Scientific classification
- Kingdom: Plantae
- Clade: Embryophytes
- Clade: Tracheophytes
- Clade: Spermatophytes
- Clade: Angiosperms
- Clade: Monocots
- Clade: Commelinids
- Order: Zingiberales
- Family: Musaceae
- Genus: Musa
- Section: Musa sect. Musa
- Species: M. sikkimensis
- Binomial name: Musa sikkimensis Kurz

= Musa sikkimensis =

- Genus: Musa
- Species: sikkimensis
- Authority: Kurz
- Conservation status: LC

Species of banana

Musa sikkimensis (also called the Darjeeling banana) is a species of flowering plant in the Musaceae (or banana) plant family. In a west-to-east direction, its native range extends from the state of Sikkim in India, through the east Himalayan region, into northern Myanmar. Musa sikkimensis is considered to be native to India, Bhutan, Nepal, Bangladesh and Myanmar.

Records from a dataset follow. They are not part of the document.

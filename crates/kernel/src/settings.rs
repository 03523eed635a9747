use std::path::PathBuf;

use anyhow::{anyhow, Context};
use serde::Deserialize;

const DEFAULT_ENV: &str = "local";
const ENV_VAR_NAME: &str = "BOOKQUEST_ENV";
const CONFIG_DIR_ENV: &str = "BOOKQUEST_CONFIG_DIR";
const ENV_PREFIX: &str = "BOOKQUEST";

/// Hosted store credentials are conventionally exported under these names.
const SUPABASE_URL_ENV: &str = "SUPABASE_URL";
const SUPABASE_KEY_ENV: &str = "SUPABASE_KEY";

/// Deployment environment the application is running in.
#[derive(Debug, Clone, Deserialize, PartialEq, Eq, Default)]
#[serde(rename_all = "lowercase")]
pub enum Environment {
    #[default]
    Local,
    Staging,
    Production,
}

impl Environment {
    fn parse(name: &str) -> anyhow::Result<Self> {
        match name {
            "local" => Ok(Environment::Local),
            "staging" => Ok(Environment::Staging),
            "production" => Ok(Environment::Production),
            other => Err(anyhow!(
                "unsupported environment '{}'; expected local/staging/production",
                other
            )),
        }
    }
}

/// Top-level configuration structure loaded from layered sources.
#[derive(Debug, Clone, Deserialize, Default)]
pub struct Settings {
    #[serde(default)]
    pub environment: Environment,
    #[serde(default)]
    pub server: ServerSettings,
    #[serde(default)]
    pub store: StoreSettings,
    #[serde(default)]
    pub telemetry: TelemetrySettings,
}

impl Settings {
    /// Load configuration by layering `.env`, base file, environment overlay,
    /// and `BOOKQUEST_<SECTION>__<KEY>` variables.
    pub fn load() -> anyhow::Result<Self> {
        // Allow missing `.env` files without failing.
        let _ = dotenvy::dotenv();

        let environment = std::env::var(ENV_VAR_NAME).unwrap_or_else(|_| DEFAULT_ENV.to_string());
        let config_dir = match std::env::var(CONFIG_DIR_ENV) {
            Ok(dir) => PathBuf::from(dir),
            Err(_) => std::env::current_dir()
                .context("unable to resolve current directory")?
                .join("config"),
        };

        Self::load_from(&config_dir, &environment)
    }

    /// Load configuration from an explicit directory and environment name.
    pub fn load_from(config_dir: &std::path::Path, environment: &str) -> anyhow::Result<Self> {
        let base_path = config_dir.join("base.toml");
        let environment_path = config_dir.join(format!("{}.toml", environment));

        let cfg = config::Config::builder()
            .add_source(config::File::from(base_path).required(false))
            .add_source(config::File::from(environment_path).required(false))
            .add_source(
                config::Environment::with_prefix(ENV_PREFIX)
                    .prefix_separator("_")
                    .separator("__"),
            )
            .build()
            .with_context(|| "failed to build configuration")?;

        let mut settings: Settings = cfg
            .try_deserialize()
            .with_context(|| "failed to deserialize configuration")?;

        settings.environment = Environment::parse(environment)?;
        settings.store.apply_env_fallbacks();

        Ok(settings)
    }
}

#[derive(Debug, Clone, Deserialize)]
pub struct ServerSettings {
    #[serde(default = "ServerSettings::default_host")]
    pub host: String,
    #[serde(default = "ServerSettings::default_port")]
    pub port: u16,
    #[serde(default = "ServerSettings::default_request_timeout_ms")]
    pub request_timeout_ms: u64,
}

impl ServerSettings {
    fn default_host() -> String {
        "0.0.0.0".to_string()
    }

    fn default_port() -> u16 {
        5001
    }

    fn default_request_timeout_ms() -> u64 {
        15000
    }
}

impl Default for ServerSettings {
    fn default() -> Self {
        Self {
            host: Self::default_host(),
            port: Self::default_port(),
            request_timeout_ms: Self::default_request_timeout_ms(),
        }
    }
}

/// Which data store implementation backs the API.
#[derive(Debug, Clone, Copy, Deserialize, PartialEq, Eq, Default)]
#[serde(rename_all = "lowercase")]
pub enum StoreBackend {
    /// Hosted PostgREST data API (Supabase).
    #[default]
    Postgrest,
    /// In-process tables, lost on restart.
    Memory,
}

#[derive(Debug, Clone, Deserialize)]
pub struct StoreSettings {
    #[serde(default)]
    pub backend: StoreBackend,
    /// Project URL, without the `/rest/v1` suffix.
    #[serde(default)]
    pub url: Option<String>,
    #[serde(default)]
    pub api_key: Option<String>,
    #[serde(default = "StoreSettings::default_timeout_ms")]
    pub timeout_ms: u64,
}

impl StoreSettings {
    fn default_timeout_ms() -> u64 {
        10000
    }

    fn apply_env_fallbacks(&mut self) {
        if self.url.is_none() {
            self.url = std::env::var(SUPABASE_URL_ENV).ok();
        }
        if self.api_key.is_none() {
            self.api_key = std::env::var(SUPABASE_KEY_ENV).ok();
        }
    }
}

impl Default for StoreSettings {
    fn default() -> Self {
        Self {
            backend: StoreBackend::default(),
            url: None,
            api_key: None,
            timeout_ms: Self::default_timeout_ms(),
        }
    }
}

#[derive(Debug, Clone, Deserialize)]
pub struct TelemetrySettings {
    #[serde(default)]
    pub log_format: LogFormat,
    #[serde(default = "TelemetrySettings::default_log_filter")]
    pub log_filter: String,
}

impl TelemetrySettings {
    fn default_log_filter() -> String {
        "info,tower_http=info".to_string()
    }
}

impl Default for TelemetrySettings {
    fn default() -> Self {
        Self {
            log_format: LogFormat::Pretty,
            log_filter: Self::default_log_filter(),
        }
    }
}

#[derive(Debug, Clone, Deserialize, PartialEq, Eq, Default)]
#[serde(rename_all = "lowercase")]
pub enum LogFormat {
    #[default]
    Pretty,
    Json,
}

#[cfg(test)]
mod tests {
    use super::*;

    #[test]
    fn default_environment_is_local() {
        let settings = Settings::default();
        assert_eq!(settings.environment, Environment::Local);
    }

    #[test]
    fn default_server_listens_on_5001() {
        let settings = Settings::default();
        assert_eq!(settings.server.port, 5001);
        assert_eq!(settings.server.request_timeout_ms, 15000);
    }

    #[test]
    fn default_store_is_postgrest_with_timeout() {
        let settings = Settings::default();
        assert_eq!(settings.store.backend, StoreBackend::Postgrest);
        assert_eq!(settings.store.timeout_ms, 10000);
    }

    #[test]
    fn unknown_environment_is_rejected() {
        let err = Environment::parse("qa").unwrap_err();
        assert!(err.to_string().contains("unsupported environment 'qa'"));
    }

    #[test]
    fn loads_layered_files() {
        let dir = std::env::temp_dir().join(format!("bookquest-settings-{}", std::process::id()));
        std::fs::create_dir_all(&dir).unwrap();
        std::fs::write(
            dir.join("base.toml"),
            "[server]\nport = 7000\n\n[store]\nbackend = \"memory\"\n",
        )
        .unwrap();
        std::fs::write(dir.join("staging.toml"), "[server]\nport = 7100\n").unwrap();

        let settings = Settings::load_from(&dir, "staging").unwrap();
        assert_eq!(settings.environment, Environment::Staging);
        assert_eq!(settings.server.port, 7100);
        assert_eq!(settings.store.backend, StoreBackend::Memory);

        std::fs::remove_dir_all(&dir).ok();
    }
}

Musa sikkimensis is named after the mountainous northeastern Indian state of Sikkim, as the species grows at some of the highest known elevations of any banana; for example, in Yuksom, West Sikkim, the species has been noted as growing at roughly 1780 metres (5,840 feet) above sea level.

==Description==
The plant is robust and about 4 m tall with a yellowish-green foliage and reddish tinged pseudostem. The sheath is smudged with blackish-brown and is without wax when mature, unlike Musa nagensium which has thick wax deposits in the pseudostem sheaths. The bases of the lamina bear a red-purple colour when young, which gradually fades, latest on the midrib. The inflorescence far outshoots the pseudostem, producing an oblique fruit bunch. The fruits are described as lax, arising from large, brown callosities on axis, angled at maturity. The pulp is scanty, dirty white to pale brownish-pink. Flowering and fruiting takes place from October to April.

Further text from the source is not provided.